WHAT YOU SHOULD DO: Wherever the word "filename" appears in the entries, copy the whole line.

[[ RECORD EXCERPTS open ]]

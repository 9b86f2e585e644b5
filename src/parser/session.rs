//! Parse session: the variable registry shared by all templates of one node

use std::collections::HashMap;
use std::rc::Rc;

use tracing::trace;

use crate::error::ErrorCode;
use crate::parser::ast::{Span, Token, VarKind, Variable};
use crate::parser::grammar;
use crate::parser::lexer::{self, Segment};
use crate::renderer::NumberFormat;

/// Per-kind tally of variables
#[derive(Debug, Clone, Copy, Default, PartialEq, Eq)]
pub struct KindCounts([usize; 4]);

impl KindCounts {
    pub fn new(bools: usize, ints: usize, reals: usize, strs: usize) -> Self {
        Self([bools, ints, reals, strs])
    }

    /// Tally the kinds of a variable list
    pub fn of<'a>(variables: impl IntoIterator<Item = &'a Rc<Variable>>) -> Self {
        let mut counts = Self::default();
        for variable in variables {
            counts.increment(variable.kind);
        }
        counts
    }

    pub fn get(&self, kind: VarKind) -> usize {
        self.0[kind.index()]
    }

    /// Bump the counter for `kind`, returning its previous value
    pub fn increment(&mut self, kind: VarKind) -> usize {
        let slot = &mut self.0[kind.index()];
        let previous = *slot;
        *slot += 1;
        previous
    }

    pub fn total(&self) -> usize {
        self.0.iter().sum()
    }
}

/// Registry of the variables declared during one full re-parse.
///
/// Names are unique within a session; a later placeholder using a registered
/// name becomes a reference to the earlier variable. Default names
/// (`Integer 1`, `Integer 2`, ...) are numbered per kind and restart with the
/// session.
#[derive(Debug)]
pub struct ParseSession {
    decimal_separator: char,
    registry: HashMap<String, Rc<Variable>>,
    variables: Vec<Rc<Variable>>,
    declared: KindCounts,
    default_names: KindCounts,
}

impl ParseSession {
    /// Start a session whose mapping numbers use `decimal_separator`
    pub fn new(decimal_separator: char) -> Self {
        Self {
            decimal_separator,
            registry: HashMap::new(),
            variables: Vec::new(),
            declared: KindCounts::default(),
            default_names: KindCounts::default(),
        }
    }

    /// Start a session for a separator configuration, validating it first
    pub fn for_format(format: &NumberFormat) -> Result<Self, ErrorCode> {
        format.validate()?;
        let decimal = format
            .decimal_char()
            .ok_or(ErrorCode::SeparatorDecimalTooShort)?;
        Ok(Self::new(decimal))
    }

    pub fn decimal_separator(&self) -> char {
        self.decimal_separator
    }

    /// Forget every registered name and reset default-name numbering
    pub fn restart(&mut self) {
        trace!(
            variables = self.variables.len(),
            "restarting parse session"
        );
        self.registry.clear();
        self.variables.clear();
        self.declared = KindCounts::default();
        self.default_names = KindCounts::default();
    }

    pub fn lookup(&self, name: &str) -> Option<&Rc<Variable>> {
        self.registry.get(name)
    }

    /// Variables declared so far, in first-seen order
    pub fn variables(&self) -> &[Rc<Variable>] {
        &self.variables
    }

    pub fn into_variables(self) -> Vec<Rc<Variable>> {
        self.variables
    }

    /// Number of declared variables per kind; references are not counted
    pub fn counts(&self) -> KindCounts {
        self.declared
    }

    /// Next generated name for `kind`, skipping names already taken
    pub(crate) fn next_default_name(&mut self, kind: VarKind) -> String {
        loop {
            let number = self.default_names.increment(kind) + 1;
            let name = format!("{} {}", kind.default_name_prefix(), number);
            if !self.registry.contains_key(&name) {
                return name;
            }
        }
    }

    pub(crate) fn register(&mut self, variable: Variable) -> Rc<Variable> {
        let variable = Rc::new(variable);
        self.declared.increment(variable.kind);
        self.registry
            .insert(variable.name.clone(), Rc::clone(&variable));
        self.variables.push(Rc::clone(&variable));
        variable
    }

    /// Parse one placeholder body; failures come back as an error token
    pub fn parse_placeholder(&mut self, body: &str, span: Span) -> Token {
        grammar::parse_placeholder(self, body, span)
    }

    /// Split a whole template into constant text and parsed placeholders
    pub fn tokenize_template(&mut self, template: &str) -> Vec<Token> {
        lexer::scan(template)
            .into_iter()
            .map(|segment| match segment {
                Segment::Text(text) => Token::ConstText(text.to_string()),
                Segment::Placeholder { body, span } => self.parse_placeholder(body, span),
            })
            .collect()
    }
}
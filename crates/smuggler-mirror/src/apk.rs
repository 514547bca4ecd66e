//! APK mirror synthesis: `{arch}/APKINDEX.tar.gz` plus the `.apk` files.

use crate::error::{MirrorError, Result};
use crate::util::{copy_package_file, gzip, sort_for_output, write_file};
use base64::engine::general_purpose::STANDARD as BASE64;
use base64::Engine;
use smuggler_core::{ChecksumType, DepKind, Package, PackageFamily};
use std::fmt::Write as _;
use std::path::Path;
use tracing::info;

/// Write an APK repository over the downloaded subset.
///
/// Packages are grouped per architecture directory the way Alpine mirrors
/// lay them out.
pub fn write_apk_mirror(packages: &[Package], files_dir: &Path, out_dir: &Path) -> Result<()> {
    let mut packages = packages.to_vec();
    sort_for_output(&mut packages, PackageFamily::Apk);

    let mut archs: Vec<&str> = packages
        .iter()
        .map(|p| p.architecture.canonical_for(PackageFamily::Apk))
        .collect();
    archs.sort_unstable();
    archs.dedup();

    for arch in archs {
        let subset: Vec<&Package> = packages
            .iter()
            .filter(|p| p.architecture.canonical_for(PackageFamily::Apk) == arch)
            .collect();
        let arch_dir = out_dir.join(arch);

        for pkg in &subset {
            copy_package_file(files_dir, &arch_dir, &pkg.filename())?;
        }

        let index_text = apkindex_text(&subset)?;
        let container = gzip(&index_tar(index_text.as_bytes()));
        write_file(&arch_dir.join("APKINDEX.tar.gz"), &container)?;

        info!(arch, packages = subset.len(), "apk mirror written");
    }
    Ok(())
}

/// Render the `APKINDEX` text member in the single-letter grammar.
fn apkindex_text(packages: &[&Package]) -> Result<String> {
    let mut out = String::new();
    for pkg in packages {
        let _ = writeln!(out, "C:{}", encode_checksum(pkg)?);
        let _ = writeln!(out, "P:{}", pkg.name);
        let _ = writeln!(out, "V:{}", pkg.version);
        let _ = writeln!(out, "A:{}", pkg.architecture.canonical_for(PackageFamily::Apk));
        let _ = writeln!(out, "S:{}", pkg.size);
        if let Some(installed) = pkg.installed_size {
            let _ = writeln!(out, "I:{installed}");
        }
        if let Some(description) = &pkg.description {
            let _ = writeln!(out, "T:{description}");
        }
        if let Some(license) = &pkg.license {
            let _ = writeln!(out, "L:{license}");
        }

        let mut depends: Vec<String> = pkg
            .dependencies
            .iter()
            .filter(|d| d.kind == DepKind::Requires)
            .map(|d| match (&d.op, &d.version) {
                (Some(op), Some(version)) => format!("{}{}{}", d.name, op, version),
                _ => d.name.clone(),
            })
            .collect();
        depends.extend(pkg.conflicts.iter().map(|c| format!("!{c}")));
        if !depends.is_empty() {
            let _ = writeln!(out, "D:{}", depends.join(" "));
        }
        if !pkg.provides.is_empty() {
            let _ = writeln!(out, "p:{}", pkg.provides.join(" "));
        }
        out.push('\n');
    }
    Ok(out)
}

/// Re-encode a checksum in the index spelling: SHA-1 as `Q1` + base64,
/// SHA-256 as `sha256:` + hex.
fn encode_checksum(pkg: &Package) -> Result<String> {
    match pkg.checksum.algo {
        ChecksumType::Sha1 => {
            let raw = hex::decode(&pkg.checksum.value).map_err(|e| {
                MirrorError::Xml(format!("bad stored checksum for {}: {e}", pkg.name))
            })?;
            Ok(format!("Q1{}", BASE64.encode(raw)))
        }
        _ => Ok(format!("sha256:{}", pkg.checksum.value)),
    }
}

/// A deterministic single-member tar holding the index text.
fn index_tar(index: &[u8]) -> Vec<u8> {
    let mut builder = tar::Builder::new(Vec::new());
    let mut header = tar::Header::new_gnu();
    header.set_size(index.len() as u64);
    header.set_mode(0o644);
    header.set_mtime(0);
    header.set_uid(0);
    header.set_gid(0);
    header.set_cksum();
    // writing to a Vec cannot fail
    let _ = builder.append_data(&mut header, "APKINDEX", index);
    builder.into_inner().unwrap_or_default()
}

[[ RECORD EXCERPTS closed ]]

TASK SOLUTION:
filename src/parser/session.rs
filename crates/smuggler-mirror/src/apk.rs
            copy_package_file(files_dir, &arch_dir, &pkg.filename())?;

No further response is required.